▶ Saved data entries
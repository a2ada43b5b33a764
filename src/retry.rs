//! Retry policies for API mutations.
//!
//! Two shapes are supported: a fixed number of attempts with a fixed delay
//! between them, and retrying with a fixed delay until a wall-clock budget
//! is spent. Sleeps go through `tokio::time`, so tests can run them on a
//! paused clock.
//!
//! # Example
//!
//! ```ignore
//! use psp_reconciler::retry::RetryPolicy;
//!
//! let outcome = RetryPolicy::default()
//!     .run("create clusterrole", || async { api.create(&pp, &role).await })
//!     .await;
//! ```

use std::future::Future;
use std::time::Duration;

use tokio::time::Instant;
use tracing::{error, warn};

/// Default attempt count for bounded retry
pub const DEFAULT_ATTEMPTS: u32 = 5;
/// Default delay between attempts
pub const DEFAULT_DELAY: Duration = Duration::from_secs(5);
/// Default budget for time-boxed retry
pub const DEFAULT_BUDGET: Duration = Duration::from_secs(30);

/// How a failing operation is retried
#[derive(Clone, Copy, Debug, PartialEq, Eq)]
pub enum RetryPolicy {
    /// Try `attempts` times, sleeping `delay` between consecutive attempts
    Bounded { attempts: u32, delay: Duration },
    /// Keep trying every `delay` until `budget` has elapsed
    TimeBoxed { budget: Duration, delay: Duration },
}

impl Default for RetryPolicy {
    fn default() -> Self {
        Self::bounded(DEFAULT_ATTEMPTS, DEFAULT_DELAY)
    }
}

/// Result of a retried operation
#[derive(Debug)]
pub struct RetryOutcome<T, E> {
    pub result: Result<T, E>,
    /// Number of times the operation ran
    pub attempts: u32,
}

impl RetryPolicy {
    /// Bounded retry; zero attempts is treated as one
    pub fn bounded(attempts: u32, delay: Duration) -> Self {
        Self::Bounded {
            attempts: attempts.max(1),
            delay,
        }
    }

    pub fn time_boxed(budget: Duration, delay: Duration) -> Self {
        Self::TimeBoxed { budget, delay }
    }

    /// Time-boxed retry with the default 30s budget and 5s delay
    pub fn default_time_boxed() -> Self {
        Self::time_boxed(DEFAULT_BUDGET, DEFAULT_DELAY)
    }

    pub fn delay(&self) -> Duration {
        match self {
            Self::Bounded { delay, .. } | Self::TimeBoxed { delay, .. } => *delay,
        }
    }

    /// Decide whether another attempt is allowed after `attempts` failures,
    /// `elapsed` after the first attempt started.
    fn should_retry(&self, attempts: u32, elapsed: Duration) -> bool {
        match self {
            Self::Bounded { attempts: max, .. } => attempts < *max,
            Self::TimeBoxed { budget, delay } => elapsed + *delay <= *budget,
        }
    }

    /// Run `operation` until it succeeds or the policy gives up.
    ///
    /// Every error is retried; callers that have non-retryable failures must
    /// handle them before entering the retry loop.
    pub async fn run<F, Fut, T, E>(&self, operation_name: &str, mut operation: F) -> RetryOutcome<T, E>
    where
        F: FnMut() -> Fut,
        Fut: Future<Output = Result<T, E>>,
        E: std::fmt::Display,
    {
        let start = Instant::now();
        let mut attempts = 0u32;

        loop {
            attempts += 1;

            match operation().await {
                Ok(value) => {
                    return RetryOutcome {
                        result: Ok(value),
                        attempts,
                    };
                }
                Err(e) => {
                    if !self.should_retry(attempts, start.elapsed()) {
                        error!(
                            operation = %operation_name,
                            attempt = attempts,
                            error = %e,
                            "Operation failed, giving up"
                        );
                        return RetryOutcome {
                            result: Err(e),
                            attempts,
                        };
                    }

                    let delay = self.delay();
                    warn!(
                        operation = %operation_name,
                        attempt = attempts,
                        error = %e,
                        delay = ?delay,
                        "Operation failed, retrying"
                    );
                    tokio::time::sleep(delay).await;
                }
            }
        }
    }
}
//! Environment-driven configuration
//!
//! Every setting has a default, so an empty environment yields a working
//! configuration for a stock node.

use std::path::PathBuf;
use std::str::FromStr;
use std::time::Duration;

use crate::controller::error::{Error, Result};
use crate::controller::reconciler::ReconciliationMode;
use crate::retry::{DEFAULT_ATTEMPTS, DEFAULT_DELAY, RetryPolicy};

pub const ENV_PROFILE: &str = "PSP_RECONCILER_PROFILE";
pub const ENV_KUBECONFIG: &str = "PSP_RECONCILER_KUBECONFIG";
pub const ENV_API_TIMEOUT: &str = "PSP_RECONCILER_API_TIMEOUT_SECS";
pub const ENV_DEPLOY_ATTEMPTS: &str = "PSP_RECONCILER_DEPLOY_ATTEMPTS";
pub const ENV_DEPLOY_DELAY: &str = "PSP_RECONCILER_DEPLOY_DELAY_SECS";
pub const ENV_POLL_INTERVAL: &str = "PSP_RECONCILER_POLL_INTERVAL_SECS";
pub const ENV_DEADLINE: &str = "PSP_RECONCILER_DEADLINE_SECS";
pub const ENV_LOG_FORMAT: &str = "PSP_RECONCILER_LOG_FORMAT";

/// Admin kubeconfig written by the server on a stock node
pub const DEFAULT_KUBECONFIG: &str = "/etc/rancher/rke2/rke2.yaml";
/// Timeout applied to every API request
pub const DEFAULT_API_TIMEOUT: Duration = Duration::from_secs(30);
/// Sleep between API availability probes
pub const DEFAULT_POLL_INTERVAL: Duration = Duration::from_secs(1);

/// Log output format
#[derive(Debug, Clone, Copy, PartialEq, Eq, Default)]
pub enum LogFormat {
    #[default]
    Text,
    Json,
}

impl FromStr for LogFormat {
    type Err = Error;

    fn from_str(s: &str) -> Result<Self> {
        match s.to_ascii_lowercase().as_str() {
            "" | "text" => Ok(LogFormat::Text),
            "json" => Ok(LogFormat::Json),
            other => Err(Error::InvalidConfig(format!(
                "{}: unknown log format {:?}",
                ENV_LOG_FORMAT, other
            ))),
        }
    }
}

#[derive(Debug, Clone, PartialEq, Eq)]
pub struct ReconcilerConfig {
    /// Security profile; empty selects CIS mode
    pub profile: String,
    pub kubeconfig: PathBuf,
    pub api_timeout: Duration,
    pub deploy_attempts: u32,
    pub deploy_delay: Duration,
    pub poll_interval: Duration,
    /// Give up on the whole run after this long
    pub deadline: Option<Duration>,
    pub log_format: LogFormat,
}

impl Default for ReconcilerConfig {
    fn default() -> Self {
        Self {
            profile: String::new(),
            kubeconfig: PathBuf::from(DEFAULT_KUBECONFIG),
            api_timeout: DEFAULT_API_TIMEOUT,
            deploy_attempts: DEFAULT_ATTEMPTS,
            deploy_delay: DEFAULT_DELAY,
            poll_interval: DEFAULT_POLL_INTERVAL,
            deadline: None,
            log_format: LogFormat::Text,
        }
    }
}

impl ReconcilerConfig {
    /// Load configuration from the process environment.
    pub fn from_env() -> Result<Self> {
        Self::from_lookup(|key| std::env::var(key).ok())
    }

    /// Load configuration through `lookup`, which maps a variable name to
    /// its value.
    pub fn from_lookup<F>(lookup: F) -> Result<Self>
    where
        F: Fn(&str) -> Option<String>,
    {
        let defaults = Self::default();

        let kubeconfig = lookup(ENV_KUBECONFIG)
            .or_else(|| lookup("KUBECONFIG"))
            .filter(|path| !path.is_empty())
            .map(PathBuf::from)
            .unwrap_or(defaults.kubeconfig);

        let deploy_attempts = parse_var(&lookup, ENV_DEPLOY_ATTEMPTS)?
            .unwrap_or(defaults.deploy_attempts);
        if deploy_attempts == 0 {
            return Err(Error::InvalidConfig(format!(
                "{} must be at least 1",
                ENV_DEPLOY_ATTEMPTS
            )));
        }

        let poll_interval =
            parse_secs(&lookup, ENV_POLL_INTERVAL)?.unwrap_or(defaults.poll_interval);
        if poll_interval.is_zero() {
            return Err(Error::InvalidConfig(format!(
                "{} must be at least 1",
                ENV_POLL_INTERVAL
            )));
        }

        Ok(Self {
            profile: lookup(ENV_PROFILE).unwrap_or_default(),
            kubeconfig,
            api_timeout: parse_secs(&lookup, ENV_API_TIMEOUT)?.unwrap_or(defaults.api_timeout),
            deploy_attempts,
            deploy_delay: parse_secs(&lookup, ENV_DEPLOY_DELAY)?.unwrap_or(defaults.deploy_delay),
            poll_interval,
            deadline: parse_secs(&lookup, ENV_DEADLINE)?,
            log_format: lookup(ENV_LOG_FORMAT)
                .map(|v| v.parse::<LogFormat>())
                .transpose()?
                .unwrap_or_default(),
        })
    }

    pub fn mode(&self) -> ReconciliationMode {
        ReconciliationMode::from_profile(&self.profile)
    }

    /// Bounded retry policy used for every deploy
    pub fn retry_policy(&self) -> RetryPolicy {
        RetryPolicy::bounded(self.deploy_attempts, self.deploy_delay)
    }
}

fn parse_var<F, T>(lookup: &F, key: &str) -> Result<Option<T>>
where
    F: Fn(&str) -> Option<String>,
    T: FromStr,
    T::Err: std::fmt::Display,
{
    match lookup(key) {
        None => Ok(None),
        Some(raw) => raw
            .trim()
            .parse()
            .map(Some)
            .map_err(|e| Error::InvalidConfig(format!("{}={:?}: {}", key, raw, e))),
    }
}

fn parse_secs<F>(lookup: &F, key: &str) -> Result<Option<Duration>>
where
    F: Fn(&str) -> Option<String>,
{
    Ok(parse_var::<F, u64>(lookup, key)?.map(Duration::from_secs))
}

▶ ABOUT THIS EXERCISE
The lines of the data, from the first through the one containing "for time-boxed retry", are to be transcribed exactly.

▶ ANSWER BOX
repository a2ada43b5b33a764
filename src/retry.rs
//! Retry policies for API mutations.
//!
//! Two shapes are supported: a fixed number of attempts with a fixed delay
//! between them, and retrying with a fixed delay until a wall-clock budget
//! is spent. Sleeps go through `tokio::time`, so tests can run them on a
//! paused clock.
//!
//! # Example
//!
//! ```ignore
//! use psp_reconciler::retry::RetryPolicy;
//!
//! let outcome = RetryPolicy::default()
//!     .run("create clusterrole", || async { api.create(&pp, &role).await })
//!     .await;
//! ```

use std::future::Future;
use std::time::Duration;

use tokio::time::Instant;
use tracing::{error, warn};

/// Default attempt count for bounded retry
pub const DEFAULT_ATTEMPTS: u32 = 5;
/// Default delay between attempts
pub const DEFAULT_DELAY: Duration = Duration::from_secs(5);
/// Default budget for time-boxed retry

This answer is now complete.